Each line in the entries below that holds the word "StoreError" belongs in the answer.

[Records from a data collection]
###

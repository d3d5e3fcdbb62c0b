// === StoreError ===

/// Errors raised by the durable stores (window states, raw database access).
#[derive(Debug, thiserror::Error)]
pub enum StoreError {
    /// Database operation failed.
    #[error("Store database error: {0}")]
    DatabaseError(String),
}

impl From<rusqlite::Error> for StoreError {
    fn from(e: rusqlite::Error) -> Self {
        StoreError::DatabaseError(e.to_string())
    }
}

// === SettingsError ===

/// Errors related to launcher settings.
#[derive(Debug, thiserror::Error)]
pub enum SettingsError {
    /// Database operation failed.
    #[error("Settings database error: {0}")]
    DatabaseError(String),
    /// Failed to serialize or deserialize a settings value.
    #[error("Settings serialization error: {0}")]
    SerializationError(String),
    /// The provided settings key is not known.
    #[error("Invalid settings key: {0}")]
    InvalidKey(String),
    /// The provided settings value has the wrong shape for its key.
    #[error("Invalid settings value: {0}")]
    InvalidValue(String),
}

impl From<rusqlite::Error> for SettingsError {
    fn from(e: rusqlite::Error) -> Self {
        SettingsError::DatabaseError(e.to_string())
    }
}

// === WindowError ===

/// Errors related to editing the configured window list.
#[derive(Debug, thiserror::Error)]
pub enum WindowError {
    /// Window with the given ID was not found.
    #[error("Window not found: {0}")]
    NotFound(String),
    /// The provided list index is out of bounds.
    #[error("Invalid window index: {0}")]
    InvalidIndex(usize),
    /// Persisting the window list failed.
    #[error("Window persistence error: {0}")]
    Persistence(#[from] SettingsError),
}

// === LauncherError ===

/// Errors surfaced while constructing or starting the launcher.
#[derive(Debug, thiserror::Error)]
pub enum LauncherError {
    #[error("Launcher database error: {0}")]
    DatabaseError(String),
    #[error(transparent)]
    Settings(#[from] SettingsError),
    #[error(transparent)]
    Store(#[from] StoreError),
    #[error(transparent)]
    Window(#[from] WindowError),
}

impl From<rusqlite::Error> for LauncherError {
    fn from(e: rusqlite::Error) -> Self {
        LauncherError::DatabaseError(e.to_string())
    }
}
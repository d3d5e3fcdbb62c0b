//! Rendering-engine capability.
//!
//! The launcher never renders web content itself. A host supplies an
//! [`EngineFactory`] producing [`RenderingEngine`] handles, and forwards the
//! engine's callbacks into a [`SessionObserver`] (the session pool).

pub mod headless;

use crate::types::session::{EngineConfig, NavigationDecision, SurfaceId};

/// One live rendering-engine instance bound to a window.
///
/// Handles are not expected to be thread-safe; every call happens on the
/// pool's owning thread.
pub trait RenderingEngine {
    fn load(&mut self, url: &str);
    fn reload(&mut self);
    fn stop_loading(&mut self);

    fn can_go_back(&self) -> bool;
    fn go_back(&mut self);
    fn clear_history(&mut self);

    /// Pauses timers and rendering. Resources stay allocated.
    fn pause(&mut self);
    fn resume(&mut self);
    fn is_paused(&self) -> bool;

    /// Current (or in-flight) URL, if the engine has one.
    fn url(&self) -> Option<String>;
    fn scroll_y(&self) -> u32;
    fn scroll_to(&mut self, y: u32);

    /// Reparents the engine's view into `surface`, leaving any previous one.
    fn attach_surface(&mut self, surface: SurfaceId);
    fn detach_surface(&mut self);
    fn surface(&self) -> Option<SurfaceId>;

    /// Pushes cookie policy and user agent into this instance.
    fn apply_config(&mut self, config: &EngineConfig);
    fn config(&self) -> &EngineConfig;

    /// Releases every engine resource. The handle must not be used afterwards.
    fn destroy(&mut self);
}

/// Constructs engine instances for the session pool.
pub trait EngineFactory {
    fn create(&mut self, window_id: &str, config: &EngineConfig) -> Box<dyn RenderingEngine>;

    /// Toggles the engine's remote content debugging, when it has one.
    fn set_debugging_enabled(&mut self, _enabled: bool) {}
}

/// Receiver of engine callbacks for a given window.
pub trait SessionObserver {
    /// Synchronous veto point, invoked before a navigation proceeds.
    fn on_navigation_requested(&mut self, window_id: &str, target_url: &str) -> NavigationDecision;
    fn on_page_finished(&mut self, window_id: &str, url: &str);
    /// The renderer process backing `window_id` went away.
    fn on_renderer_crashed(&mut self, window_id: &str);
}
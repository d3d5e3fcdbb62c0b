// Launcher data path for Linux: $XDG_DATA_HOME/weblauncher or ~/.local/share/weblauncher

use std::env;
use std::path::PathBuf;

pub fn get_data_dir() -> PathBuf {
    data_dir_from(env::var("XDG_DATA_HOME").ok(), env::var("HOME").ok())
}

fn data_dir_from(xdg_data_home: Option<String>, home: Option<String>) -> PathBuf {
    match xdg_data_home {
        Some(xdg) if !xdg.is_empty() => PathBuf::from(xdg).join("weblauncher"),
        _ => PathBuf::from(home.unwrap_or_else(|| String::from("/tmp")))
            .join(".local")
            .join("share")
            .join("weblauncher"),
    }
}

###

§ **ANSWER FOR THIS EXERCISE**
// === StoreError ===
pub enum StoreError {
impl From<rusqlite::Error> for StoreError {
        StoreError::DatabaseError(e.to_string())
    Store(#[from] StoreError),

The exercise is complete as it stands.